Original comment by classi...@floodgap.com on 27 Dec 2011 at 11:14

GoogleCodeExporter commented 9 years ago

Should we use emergencyTempRegister in add/sub32(Imm32, Address) rather than 
special-casing -- and pessimizing -- tempRegister in add/sub32(Imm32, 
RegisterID)? (We can leave an ASSERT(dest != tempRgister) for safety.)

Original comment by magef...@gmail.com on 27 Dec 2011 at 11:26

GoogleCodeExporter commented 9 years ago

I guess we could. It's unconventional but it does eliminate some of the 
irritating limitations of r0 and it doesn't have to be saved.

Original comment by classi...@floodgap.com on 27 Dec 2011 at 11:29

GoogleCodeExporter commented 9 years ago

(and it does look like it's okay with Linux PPC, so it's probably ABI-safe in 
general)

Original comment by classi...@floodgap.com on 27 Dec 2011 at 11:30

GoogleCodeExporter commented 9 years ago

Starting point for a)

Richards: 892
DeltaBlue: 1304
Crypto: 1897
RayTrace: 482
EarleyBoyer: 857
RegExp: 198
Splay: 1153
----
Score (version 6): 799

on the quad in debug non-opt build, Highest performance

Original comment by classi...@floodgap.com on 5 Jan 2012 at 5:06

GoogleCodeExporter commented 9 years ago

Can't simplify *o_rc instructions because the assembler sometimes tries to test 
multiple conditions (not using _rc or o_ depending on condition leads to 
lockups in v8).

Original comment by classi...@floodgap.com on 5 Jan 2012 at 8:02

GoogleCodeExporter commented 9 years ago

Using x_sr_mulli moves score to 805-810.

Original comment by classi...@floodgap.com on 5 Jan 2012 at 8:46

GoogleCodeExporter commented 9 years ago

I tried implementing comment 11. However, it's only BaseIndex that has the 
nasty address computation; ImplicitAddress is reg + offset. Most of the time 
this boils down to a single lwz or stw, and there is no add32/sub32 against a 
BaseIndex. Or did I misunderstand which one you meant?

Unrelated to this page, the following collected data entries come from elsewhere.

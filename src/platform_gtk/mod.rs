//! GTK4 shell: range selector, refresh button, status line and a scrollable
//! drawing area showing the last dashboard pass.

use std::cell::RefCell;
use std::rc::Rc;

use gtk4 as gtk;
use gtk4::glib;
use gtk4::prelude::*;
use tracing::warn;

use crate::api::{DashboardComposer, DashboardSession, DateRangeSelection, RenderedDashboard};
use crate::error::DashboardError;
use crate::fetch::SeriesFetcher;
use crate::render::{Color, draw_frame};

const APPLICATION_ID: &str = "rs.econ_dash.dashboard";

/// Couples a [`DashboardSession`] with the widgets that display it.
pub struct GtkDashboardAdapter<F: SeriesFetcher + 'static> {
    session: Rc<RefCell<DashboardSession<'static, F>>>,
    drawing_area: gtk::DrawingArea,
    status: gtk::Label,
}

impl<F: SeriesFetcher + 'static> GtkDashboardAdapter<F> {
    #[must_use]
    pub fn new(session: DashboardSession<'static, F>) -> Rc<Self> {
        let viewport = session.composer().viewport();
        let drawing_area = gtk::DrawingArea::new();
        drawing_area.set_content_width(i32::try_from(viewport.width).unwrap_or(i32::MAX));
        drawing_area.set_content_height(i32::try_from(viewport.height).unwrap_or(i32::MAX));

        let status = gtk::Label::new(None);
        status.set_xalign(0.0);
        status.set_wrap(true);
        status.set_selectable(true);

        let adapter = Rc::new(Self {
            session: Rc::new(RefCell::new(session)),
            drawing_area,
            status,
        });

        let session = Rc::clone(&adapter.session);
        adapter
            .drawing_area
            .set_draw_func(move |_area, context, _width, _height| {
                let session = session.borrow();
                let Some(Ok(dashboard)) = session.current() else {
                    return;
                };
                if let Err(err) = draw_frame(context, &dashboard.frame, Color::rgb(1.0, 1.0, 1.0)) {
                    warn!(error = %err, "failed to paint dashboard frame");
                }
            });

        adapter
    }

    #[must_use]
    pub fn drawing_area(&self) -> &gtk::DrawingArea {
        &self.drawing_area
    }

    #[must_use]
    pub fn status_label(&self) -> &gtk::Label {
        &self.status
    }

    pub fn refresh(&self) {
        let message = {
            let mut session = self.session.borrow_mut();
            status_text(session.refresh())
        };
        self.show(&message);
    }

    pub fn select(&self, selection: DateRangeSelection) {
        let message = {
            let mut session = self.session.borrow_mut();
            if session.selection() == selection && session.current().is_some() {
                return;
            }
            status_text(session.select(selection))
        };
        self.show(&message);
    }

    fn show(&self, message: &str) {
        self.status.set_text(message);
        self.drawing_area.queue_draw();
    }
}

fn status_text(result: &Result<RenderedDashboard, DashboardError>) -> String {
    match result {
        Ok(dashboard) => {
            let mut lines: Vec<String> = dashboard.date_range_line().into_iter().collect();
            lines.extend(dashboard.warnings().map(ToString::to_string));
            lines.join("\n")
        }
        Err(err) => err.banner(),
    }
}

/// Opens the dashboard window and blocks until it closes.
///
/// The first pass runs on activation with `initial`; toggling the range
/// selector or pressing "Refresh Data" reruns the whole pass.
pub fn run_dashboard_window<F>(
    composer: DashboardComposer<'static, F>,
    initial: DateRangeSelection,
) -> glib::ExitCode
where
    F: SeriesFetcher + 'static,
{
    let app = gtk::Application::builder()
        .application_id(APPLICATION_ID)
        .build();

    let pending = Rc::new(RefCell::new(Some(composer)));
    app.connect_activate(move |app| {
        let Some(composer) = pending.borrow_mut().take() else {
            return;
        };
        let adapter = GtkDashboardAdapter::new(DashboardSession::new(composer, initial));

        let controls = gtk::Box::new(gtk::Orientation::Horizontal, 8);
        let mut group_leader: Option<gtk::CheckButton> = None;
        for selection in DateRangeSelection::ALL {
            let radio = gtk::CheckButton::with_label(selection.label());
            if let Some(leader) = &group_leader {
                radio.set_group(Some(leader));
            }
            radio.set_active(selection == initial);
            let adapter = Rc::clone(&adapter);
            radio.connect_toggled(move |radio| {
                if radio.is_active() {
                    adapter.select(selection);
                }
            });
            controls.append(&radio);
            group_leader.get_or_insert(radio);
        }

        let refresh_button = gtk::Button::with_label("Refresh Data");
        {
            let adapter = Rc::clone(&adapter);
            refresh_button.connect_clicked(move |_| adapter.refresh());
        }
        controls.append(&refresh_button);

        let scroller = gtk::ScrolledWindow::builder()
            .child(adapter.drawing_area())
            .vexpand(true)
            .hexpand(true)
            .build();

        let layout = gtk::Box::new(gtk::Orientation::Vertical, 6);
        layout.append(&controls);
        layout.append(adapter.status_label());
        layout.append(&scroller);

        let window = gtk::ApplicationWindow::builder()
            .application(app)
            .title("Economic Data Visualization (FRED Data)")
            .default_width(1280)
            .default_height(900)
            .build();
        window.set_child(Some(&layout));
        window.present();

        adapter.refresh();
    });

    app.run_with_args::<&str>(&[])
}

Original comment by classi...@floodgap.com on 5 Jan 2012 at 9:19

GoogleCodeExporter commented 9 years ago

Implemented Ben's branch suggestion in 6. V8 moves score to 825-830. Now at:

Richards: 961
DeltaBlue: 1382
Crypto: 1909
RayTrace: 518
EarleyBoyer: 847
RegExp: 211
Splay: 1128
----
Score (version 6): 827

Some of these scores seem to have real noise in them, so I don't know how 
statistically valid these are. Still, this is ~4% improvement over base 10, and 
I know there are improvements over 9.

Original comment by classi...@floodgap.com on 5 Jan 2012 at 10:09

GoogleCodeExporter commented 9 years ago

Ah, I was a bit off in comment 11: it's the add/sub32(TrustedImm32, 
AbsoluteAddress) functions that have the issue. (Right now, the load and store 
duplicate the li32() of the pointer value.)

Here's a patch with two optimizations we didn't talk about; together they seem 
to be worth ~4% on v8/regexp here. I _think_ I got the rldimi (for G5) correct, 
but I can't test it. The optimization of or32 to ori+oris (rather than li32+or) 
is probably also applicable to and32 and xor32; with some care regarding 
signedness of the immediates it may also be applicable to add32.

Original comment by magef...@gmail.com on 6 Jan 2012 at 4:49

Attachments:

regexp-microoptimizations.patch

GoogleCodeExporter commented 9 years ago

OIC on add/sub.

I'm antsy about mixing in 64-bit instructions in what is essentially a 32-bit 
environment. I think just having the G5 eat the cracked instruction for rlwimi 
is safer and not a lot slower.

Otherwise I like it. Does it pass all the tests?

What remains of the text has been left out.